In the good old days, prior to 1987, passenger train users in Chapleau simply called or stopped by the Canadian Pacific Railway yard office, and asked, "When is the train coming in?"
Railway employees knew that "the train" was either Via Rail's Number 1 or Number 2, the daily passenger trains on the CPR's main transcontinental line. In earlier years of course, more trains were running, especially in the summer months.
Everyone in Chapleau who used passenger train service knew the yard office phone number, and the information would be forthcoming immediately from an employee on duty. It was a service the community took for granted since telephones were first installed in 1924 -- if you didn't have a phone, you simply stopped by the yard office.
Well, those were the good old days. Via Rail, which operated the passenger train service changed its policies. The train traveller was no longer able to contact the station for train information, and tickets were no longer available from the railway company office which became an added inconvenience to the travelling public.

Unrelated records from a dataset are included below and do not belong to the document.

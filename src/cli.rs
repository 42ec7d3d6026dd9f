use std::path::PathBuf;

use clap::{ArgAction, Args, Parser, Subcommand};

use crate::profile::ProfileFilter;

/// Manage git identity profiles and apply them by repository origin
#[derive(Parser, Debug)]
#[command(name = "git-profile", version)]
pub struct Cli {
    /// Profiles file to read and write
    #[arg(long, global = true, env = "GIT_PROFILE_CONFIG", value_name = "PATH")]
    pub config: Option<PathBuf>,
    /// Git executable to invoke
    #[arg(long, global = true, env = "GIT_PROFILE_GIT", default_value = "git", value_name = "PROGRAM")]
    pub git: String,
    /// Run git as if started in DIR
    #[arg(short = 'C', global = true, value_name = "DIR")]
    pub directory: Option<PathBuf>,
    /// Increase log verbosity (-v, -vv, -vvv)
    #[arg(short, long, global = true, action = ArgAction::Count)]
    pub verbose: u8,
    /// Subcommand chosen to execute
    #[command(subcommand)]
    pub command: Option<Commands>,
}

/// Profile fields that can be passed instead of prompted for
#[derive(Args, Debug, Default, Clone)]
pub struct ProfileArgs {
    /// Git username
    #[arg(short, long)]
    pub name: Option<String>,
    /// Git email
    #[arg(short, long)]
    pub email: Option<String>,
    /// Signing key id
    #[arg(short, long)]
    pub signing_key: Option<String>,
    /// Origin host, "auto" for the current repository's origin
    #[arg(short, long)]
    pub origin: Option<String>,
}

/// Exact-match profile filters
#[derive(Args, Debug, Default, Clone)]
pub struct FilterArgs {
    /// Only profiles with this name
    #[arg(short, long)]
    pub name: Option<String>,
    /// Only profiles with this email
    #[arg(short, long)]
    pub email: Option<String>,
    /// Only profiles with this origin
    #[arg(short, long)]
    pub origin: Option<String>,
}

impl From<FilterArgs> for ProfileFilter {
    fn from(args: FilterArgs) -> Self {
        ProfileFilter { name: args.name, email: args.email, origin: args.origin }
    }
}

// Subcommands
#[derive(Subcommand, Debug)]
pub enum Commands {
    /// Sets credentials for the current repository from the profile matching its origin
    Init,
    /// Adds a new profile
    #[command(visible_alias = "a")]
    Add {
        /// Unique profile name
        profile_name: String,
        #[command(flatten)]
        fields: ProfileArgs,
    },
    /// Updates an existing profile
    #[command(visible_aliases = ["edit", "u", "e"])]
    Update {
        /// Profile to update
        profile_name: String,
        #[command(flatten)]
        fields: ProfileArgs,
        /// New profile name
        #[arg(short, long)]
        rename: Option<String>,
    },
    /// Removes a profile, all profiles, or profiles matching filters
    Rm {
        /// Profile to remove
        #[arg(conflicts_with_all = ["name", "email", "origin", "all"])]
        profile_name: Option<String>,
        /// Remove every profile
        #[arg(short, long)]
        all: bool,
        #[command(flatten)]
        filter: FilterArgs,
    },
    /// Lists profiles
    #[command(visible_aliases = ["l", "ls"])]
    List {
        /// Show only this profile
        #[arg(conflicts_with_all = ["name", "email", "origin"])]
        profile_name: Option<String>,
        #[command(flatten)]
        filter: FilterArgs,
    },
    /// Applies a profile to the current repository
    #[command(visible_alias = "s")]
    Set {
        /// Profile to apply
        profile_name: String,
        /// Write the global identity instead
        #[arg(short, long)]
        global: bool,
    },
    /// Sets credentials without defining a profile
    Tempset {
        /// Git username
        #[arg(short, long)]
        name: Option<String>,
        /// Git email
        #[arg(short, long)]
        email: Option<String>,
        /// Write the global identity instead
        #[arg(short, long)]
        global: bool,
    },
    /// Removes the configured name and email
    Unset {
        /// Unset the global identity instead
        #[arg(short, long)]
        global: bool,
    },
    /// Displays the configured name and email
    Check {
        /// Show the global identity instead
        #[arg(short, long)]
        global: bool,
    },
}

#[cfg(test)]
mod tests {
    use clap::CommandFactory;

    use super::*;

    #[test]
    fn command_definition_is_consistent() {
        Cli::command().debug_assert();
    }

    #[test]
    fn no_subcommand_runs_menu() {
        let cli = Cli::try_parse_from(["git-profile"]).unwrap();
        assert!(cli.command.is_none());
        assert_eq!(cli.git, "git");
    }

    #[test]
    fn add_with_flags() {
        let cli = Cli::try_parse_from([
            "git-profile", "add", "work", "-n", "Jane", "-e", "jane@corp.com", "-o", "auto",
        ])
        .unwrap();
        match cli.command {
            Some(Commands::Add { profile_name, fields }) => {
                assert_eq!(profile_name, "work");
                assert_eq!(fields.name.as_deref(), Some("Jane"));
                assert_eq!(fields.origin.as_deref(), Some("auto"));
                assert!(fields.signing_key.is_none());
            }
            other => panic!("unexpected command: {other:?}"),
        }
    }

    #[test]
    fn edit_is_an_alias_of_update() {
        let cli = Cli::try_parse_from(["git-profile", "edit", "work", "-r", "office"]).unwrap();
        assert!(matches!(
            cli.command,
            Some(Commands::Update { rename: Some(ref r), .. }) if r == "office"
        ));
    }

    #[test]
    fn rm_name_conflicts_with_filters() {
        assert!(Cli::try_parse_from(["git-profile", "rm", "work", "-o", "github.com"]).is_err());
        assert!(Cli::try_parse_from(["git-profile", "rm", "work", "--all"]).is_err());
        assert!(Cli::try_parse_from(["git-profile", "rm", "-o", "github.com"]).is_ok());
    }

    #[test]
    fn global_options_after_subcommand() {
        let cli = Cli::try_parse_from(["git-profile", "ls", "--config", "/tmp/p.json", "-vv"]).unwrap();
        assert_eq!(cli.config, Some(PathBuf::from("/tmp/p.json")));
        assert_eq!(cli.verbose, 2);
    }
}
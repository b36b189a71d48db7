use web_sys::HtmlCanvasElement;

use crate::{error::Error, gl::GL, js};

/// Thin wrapper over one canvas and its WebGL2 context.
///
/// Tracks the viewport and clear color to skip redundant state changes;
/// everything else goes through the context handle directly.
#[derive(Debug)]
pub struct Renderer {
    gl: GL,
    canvas: HtmlCanvasElement,
    viewport: [i32; 4],
    clear_color: [f32; 4],
}

impl Renderer {
    /// Creates a renderer for the canvas element with the given DOM id.
    pub fn create(canvas_id: &str) -> Result<Self, Error> {
        let canvas = js::get_canvas_by_id(canvas_id)?;
        Self::create_with_canvas(canvas)
    }

    /// Creates a renderer from an existing canvas element, initializing the
    /// WebGL2 context and sizing the viewport to the canvas.
    pub fn create_with_canvas(canvas: HtmlCanvasElement) -> Result<Self, Error> {
        let (width, height) = (canvas.width() as i32, canvas.height() as i32);
        let gl = js::get_webgl2_context(&canvas)?;

        let mut renderer = Self {
            gl,
            canvas,
            viewport: [0, 0, 0, 0],
            clear_color: [0.0, 0.0, 0.0, 0.0],
        };
        renderer.resize(width, height);
        Ok(renderer)
    }

    /// Resizes the canvas resolution and adjusts the viewport to match.
    pub fn resize(&mut self, width: i32, height: i32) {
        self.canvas.set_width(width as u32);
        self.canvas.set_height(height as u32);
        self.viewport(0, 0, width, height);
    }

    /// Sets the viewport, skipping the call when nothing changed.
    pub fn viewport(&mut self, x: i32, y: i32, width: i32, height: i32) {
        let requested = [x, y, width, height];
        if self.viewport != requested {
            self.gl.viewport(x, y, width, height);
            self.viewport = requested;
        }
    }

    /// Clears the color and depth buffers with the given color.
    pub fn clear(&mut self, r: f32, g: f32, b: f32) {
        let requested = [r, g, b, 1.0];
        if self.clear_color != requested {
            self.gl.clear_color(r, g, b, 1.0);
            self.clear_color = requested;
        }
        self.gl.clear(GL::COLOR_BUFFER_BIT | GL::DEPTH_BUFFER_BIT);
    }

    /// The WebGL2 rendering context.
    pub fn gl(&self) -> &GL {
        &self.gl
    }

    /// The canvas element backing this renderer.
    pub fn canvas(&self) -> &HtmlCanvasElement {
        &self.canvas
    }

    /// Canvas dimensions as `(width, height)` in pixels.
    pub fn canvas_size(&self) -> (i32, i32) {
        (self.canvas.width() as i32, self.canvas.height() as i32)
    }
}
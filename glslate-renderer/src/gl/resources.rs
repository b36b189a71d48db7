use web_sys::{console, WebGlBuffer, WebGlProgram, WebGlShader, WebGlUniformLocation};

use crate::{
    error::Error,
    gl::{
        arena::Arena, buffer_update_f32, buffer_upload_f32, BufferHandle, ProgramHandle,
        ShaderHandle, VertexData, GL,
    },
};

/// Shader stage of a compiled unit.
#[derive(Debug, Clone, Copy, PartialEq, Eq)]
pub enum ShaderKind {
    Vertex,
    Fragment,
}

impl ShaderKind {
    fn label(self) -> &'static str {
        match self {
            ShaderKind::Vertex => "vertex",
            ShaderKind::Fragment => "fragment",
        }
    }
}

impl From<ShaderKind> for u32 {
    fn from(kind: ShaderKind) -> u32 {
        match kind {
            ShaderKind::Vertex => GL::VERTEX_SHADER,
            ShaderKind::Fragment => GL::FRAGMENT_SHADER,
        }
    }
}

/// Arena-backed owner of the shader, program, and buffer objects created
/// against one rendering context.
///
/// The context handle is passed in explicitly at construction and held for
/// the lifetime of the instance; one `GlResources` belongs to exactly one
/// mounted view at a time. Handles returned from the create operations are
/// generation-checked: using a handle after its object was released yields
/// a `Resource` error rather than touching a recycled slot.
///
/// Compile and link failures are reported back to the caller as `Err` with
/// the driver's info log attached, after the rejected object has been
/// deleted; nothing in here panics on graphics-subsystem failures.
#[derive(Debug)]
pub struct GlResources {
    gl: GL,
    shaders: Arena<WebGlShader>,
    programs: Arena<WebGlProgram>,
    buffers: Arena<WebGlBuffer>,
}

impl GlResources {
    pub fn new(gl: &GL) -> Self {
        Self {
            gl: gl.clone(),
            shaders: Arena::new(),
            programs: Arena::new(),
            buffers: Arena::new(),
        }
    }

    /// Compiles shader source for the given stage.
    ///
    /// On rejection the shader object is deleted immediately; the error
    /// carries the compile log, which is also echoed to the console.
    pub fn compile_shader(&mut self, source: &str, kind: ShaderKind) -> Result<ShaderHandle, Error> {
        let shader = self
            .gl
            .create_shader(kind.into())
            .ok_or(Error::shader_creation_failed())?;

        self.gl.shader_source(&shader, source);
        self.gl.compile_shader(&shader);

        let status = self.gl.get_shader_parameter(&shader, GL::COMPILE_STATUS);
        if !status.as_bool().unwrap_or(false) {
            let log = self.gl.get_shader_info_log(&shader).unwrap_or_default();
            console::error_2(&"Shader compile failed:".into(), &log.clone().into());
            self.gl.delete_shader(Some(&shader));
            return Err(Error::shader_compile_failed(kind.label(), log));
        }

        Ok(self.shaders.insert(shader))
    }

    /// Attaches both shaders to a fresh program object and links it.
    ///
    /// Only on success is the program activated as current. On link failure
    /// the program object is deleted and the link log returned.
    pub fn link_program(
        &mut self,
        vertex: ShaderHandle,
        fragment: ShaderHandle,
    ) -> Result<ProgramHandle, Error> {
        let vertex = self.shaders.get(vertex).ok_or(Error::stale_handle("shader"))?;
        let fragment = self.shaders.get(fragment).ok_or(Error::stale_handle("shader"))?;

        let program = self.gl.create_program().ok_or(Error::program_creation_failed())?;
        self.gl.attach_shader(&program, vertex);
        self.gl.attach_shader(&program, fragment);
        self.gl.link_program(&program);

        let status = self.gl.get_program_parameter(&program, GL::LINK_STATUS);
        if !status.as_bool().unwrap_or(false) {
            let log = self.gl.get_program_info_log(&program).unwrap_or_default();
            console::error_2(&"Program link failed:".into(), &log.clone().into());
            self.gl.delete_program(Some(&program));
            return Err(Error::program_link_failed(log));
        }

        self.gl.use_program(Some(&program));
        Ok(self.programs.insert(program))
    }

    /// Compiles both sources and links them in one step.
    ///
    /// The intermediate shader objects are released after linking has been
    /// attempted, whatever the outcome.
    pub fn create_program(
        &mut self,
        vertex_src: &str,
        fragment_src: &str,
    ) -> Result<ProgramHandle, Error> {
        let vertex = self.compile_shader(vertex_src, ShaderKind::Vertex)?;
        let fragment = match self.compile_shader(fragment_src, ShaderKind::Fragment) {
            Ok(handle) => handle,
            Err(err) => {
                self.release_shader(vertex);
                return Err(err);
            },
        };

        let linked = self.link_program(vertex, fragment);

        self.release_shader(vertex);
        self.release_shader(fragment);

        linked
    }

    /// Creates a buffer at `target`, uploads `data`, and leaves the buffer
    /// bound. Vector sequences are flattened row-major before upload.
    pub fn create_buffer<'a>(
        &mut self,
        data: impl Into<VertexData<'a>>,
        target: u32,
        usage: u32,
    ) -> Result<BufferHandle, Error> {
        let flat = data.into().flatten()?;

        let buffer = self.gl.create_buffer().ok_or(Error::buffer_creation_failed())?;
        self.gl.bind_buffer(target, Some(&buffer));
        buffer_upload_f32(&self.gl, target, &flat, usage);

        Ok(self.buffers.insert(buffer))
    }

    /// Uploads `data` into a fresh buffer and wires it to the named vertex
    /// attribute of `program`.
    ///
    /// When the attribute is absent from the linked program the buffer is
    /// left in the arena (reclaimed at teardown) and an error is returned
    /// after logging the lookup failure.
    pub fn setup_attribute<'a>(
        &mut self,
        program: ProgramHandle,
        name: &str,
        data: impl Into<VertexData<'a>>,
        components: i32,
        component_type: u32,
        usage: u32,
    ) -> Result<BufferHandle, Error> {
        let buffer = self.create_buffer(data, GL::ARRAY_BUFFER, usage)?;

        let location = match self.attribute_location(program, name) {
            Ok(location) => location,
            Err(err) => {
                console::warn_1(&err.to_string().into());
                return Err(err);
            },
        };

        self.gl
            .vertex_attrib_pointer_with_i32(location, components, component_type, false, 0, 0);
        self.gl.enable_vertex_attrib_array(location);

        Ok(buffer)
    }

    /// Re-uploads `data` into an existing buffer at offset zero.
    ///
    /// The new data must not exceed the buffer's original allocation; what
    /// happens beyond it is defined by the graphics subsystem.
    pub fn update_buffer<'a>(
        &self,
        buffer: BufferHandle,
        data: impl Into<VertexData<'a>>,
        target: u32,
    ) -> Result<(), Error> {
        let flat = data.into().flatten()?;
        let buffer = self.buffers.get(buffer).ok_or(Error::stale_handle("buffer"))?;

        self.gl.bind_buffer(target, Some(buffer));
        buffer_update_f32(&self.gl, target, &flat);

        Ok(())
    }

    /// Activates `program` as current.
    pub fn use_program(&self, program: ProgramHandle) -> Result<(), Error> {
        let program = self.programs.get(program).ok_or(Error::stale_handle("program"))?;
        self.gl.use_program(Some(program));
        Ok(())
    }

    /// Resolves the location of a named vertex attribute.
    pub fn attribute_location(&self, program: ProgramHandle, name: &str) -> Result<u32, Error> {
        let program = self.programs.get(program).ok_or(Error::stale_handle("program"))?;

        let location = self.gl.get_attrib_location(program, name);
        if location < 0 {
            return Err(Error::attribute_not_found(name));
        }
        Ok(location as u32)
    }

    /// Resolves the location of a named uniform.
    pub fn uniform_location(
        &self,
        program: ProgramHandle,
        name: &str,
    ) -> Result<WebGlUniformLocation, Error> {
        let program = self.programs.get(program).ok_or(Error::stale_handle("program"))?;

        self.gl
            .get_uniform_location(program, name)
            .ok_or(Error::uniform_location_failed(name))
    }

    /// The underlying program object, if the handle is still live.
    pub fn program(&self, handle: ProgramHandle) -> Option<&WebGlProgram> {
        self.programs.get(handle)
    }

    /// The underlying buffer object, if the handle is still live.
    pub fn buffer(&self, handle: BufferHandle) -> Option<&WebGlBuffer> {
        self.buffers.get(handle)
    }

    pub fn release_shader(&mut self, handle: ShaderHandle) {
        if let Some(shader) = self.shaders.remove(handle) {
            self.gl.delete_shader(Some(&shader));
        }
    }

    pub fn release_program(&mut self, handle: ProgramHandle) {
        if let Some(program) = self.programs.remove(handle) {
            self.gl.delete_program(Some(&program));
        }
    }

    pub fn release_buffer(&mut self, handle: BufferHandle) {
        if let Some(buffer) = self.buffers.remove(handle) {
            self.gl.delete_buffer(Some(&buffer));
        }
    }

    /// Deletes every tracked object; all outstanding handles go stale.
    pub fn release_all(&mut self) {
        for shader in self.shaders.drain() {
            self.gl.delete_shader(Some(&shader));
        }
        for program in self.programs.drain() {
            self.gl.delete_program(Some(&program));
        }
        for buffer in self.buffers.drain() {
            self.gl.delete_buffer(Some(&buffer));
        }
    }
}

impl Drop for GlResources {
    fn drop(&mut self) {
        self.release_all();
    }
}
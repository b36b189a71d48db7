mod error;
mod gl;
mod rng;
mod scheduler;

pub(crate) mod js;

pub mod scene;
#[cfg(feature = "js-api")]
pub mod wasm;

pub use glslate_math::{Axis, MathError, Matrix, Vector};

pub use crate::{
    error::Error,
    gl::{
        BufferHandle, GlResources, Handle, ProgramHandle, Renderer, ShaderHandle, ShaderKind,
        VertexData, GL,
    },
    rng::SimpleRng,
    scheduler::FrameScheduler,
};
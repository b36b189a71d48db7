use glslate_math::{MathError, Vector};

use crate::{
    error::Error,
    gl::{GlResources, ShaderKind, GL},
    rng::SimpleRng,
    scene::Scene,
};

const NUM_POINTS: usize = 500_000;

/// Chaos-game fill of a triangle, drawn once as raw points.
pub struct Sierpinski {
    rng: SimpleRng,
    point_count: i32,
}

impl Sierpinski {
    const VERTEX_GLSL: &'static str = include_str!("../shaders/sierpinski.vert");
    const FRAGMENT_GLSL: &'static str = include_str!("../shaders/sierpinski.frag");

    pub fn new() -> Self {
        Self { rng: SimpleRng::default(), point_count: 0 }
    }
}

impl Default for Sierpinski {
    fn default() -> Self {
        Self::new()
    }
}

impl Scene for Sierpinski {
    fn init(&mut self, _gl: &GL, resources: &mut GlResources) -> Result<(), Error> {
        let vertex = resources.compile_shader(Self::VERTEX_GLSL, ShaderKind::Vertex)?;
        let fragment = resources.compile_shader(Self::FRAGMENT_GLSL, ShaderKind::Fragment)?;
        let program = resources.link_program(vertex, fragment)?;

        // linked; the shader objects have served their purpose
        resources.release_shader(vertex);
        resources.release_shader(fragment);

        let corners = [
            Vector::new([-1.0, -1.0]),
            Vector::new([0.0, 1.0]),
            Vector::new([1.0, -1.0]),
        ];
        let points = midpoint_fill(&mut self.rng, &corners, NUM_POINTS)?;
        self.point_count = points.len() as i32;

        resources.setup_attribute(program, "a_position", &points, 2, GL::FLOAT, GL::STATIC_DRAW)?;

        Ok(())
    }

    fn draw(&mut self, gl: &GL) {
        gl.clear_color(0.0, 0.0, 0.0, 1.0);
        gl.clear(GL::COLOR_BUFFER_BIT);
        gl.draw_arrays(GL::POINTS, 0, self.point_count);
    }
}

/// Classic chaos game: each point is the midpoint of the previous point
/// and a randomly chosen corner. Converges onto the Sierpinski gasket for
/// any seed point inside the triangle.
pub(crate) fn midpoint_fill(
    rng: &mut SimpleRng,
    corners: &[Vector],
    count: usize,
) -> Result<Vec<Vector>, MathError> {
    let u = corners[0].add(&corners[1])?;
    let v = corners[0].add(&corners[2])?;

    let mut points = Vec::with_capacity(count);
    points.push(u.add(&v)?.scale(0.5));

    for i in 1..count {
        let corner = &corners[rng.gen_index(corners.len())];
        let midpoint = points[i - 1].add(corner)?.scale(0.5);
        points.push(midpoint);
    }

    Ok(points)
}

#[cfg(test)]
mod tests {
    use super::*;

    fn unit_triangle() -> [Vector; 3] {
        [
            Vector::new([-1.0, -1.0]),
            Vector::new([0.0, 1.0]),
            Vector::new([1.0, -1.0]),
        ]
    }

    #[test]
    fn test_point_count() {
        let mut rng = SimpleRng::new(1);
        let points = midpoint_fill(&mut rng, &unit_triangle(), 1000).unwrap();
        assert_eq!(points.len(), 1000);
    }

    #[test]
    fn test_points_stay_inside_corner_bounds() {
        let mut rng = SimpleRng::new(99);
        let points = midpoint_fill(&mut rng, &unit_triangle(), 5000).unwrap();

        // midpoints toward corners can never escape the bounding box
        for p in &points {
            assert!((-1.0..=1.0).contains(&p.get(0)), "{p}");
            assert!((-1.0..=1.0).contains(&p.get(1)), "{p}");
        }
    }

    #[test]
    fn test_mismatched_corner_dimensions_fail() {
        let corners = [
            Vector::new([-1.0, -1.0]),
            Vector::new([0.0, 1.0, 0.5]),
            Vector::new([1.0, -1.0]),
        ];

        let mut rng = SimpleRng::new(5);
        assert!(midpoint_fill(&mut rng, &corners, 10).is_err());
    }

    #[test]
    fn test_deterministic_for_fixed_seed() {
        let a = midpoint_fill(&mut SimpleRng::new(7), &unit_triangle(), 200).unwrap();
        let b = midpoint_fill(&mut SimpleRng::new(7), &unit_triangle(), 200).unwrap();
        assert_eq!(a, b);
    }
}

For years, anyone wishing to travel from Chapleau by train simply went to the office to buy a ticket It was a service that the historic railway town took for granted. But, change was in the air, and by January 1990, Bobby Fortin, Mark Mizuguchi, Ray Brunette, Walter Telik and Shane Black were part of the last Chapleau crew on the Via Rail passenger train on the CPR main line. It was cancelled.
However, in 1987, let's assume it was 11:05 p.m. and you have received news that makes it imperative you are in Toronto the following day. Under the new service, you call Via Rail's toll free number to obtain a reservation. You would be advised that the Via Rail reservation office is closed from 11 p.m. to 7 a.m. but if you want Toronto arrival times you are to call another toll free number.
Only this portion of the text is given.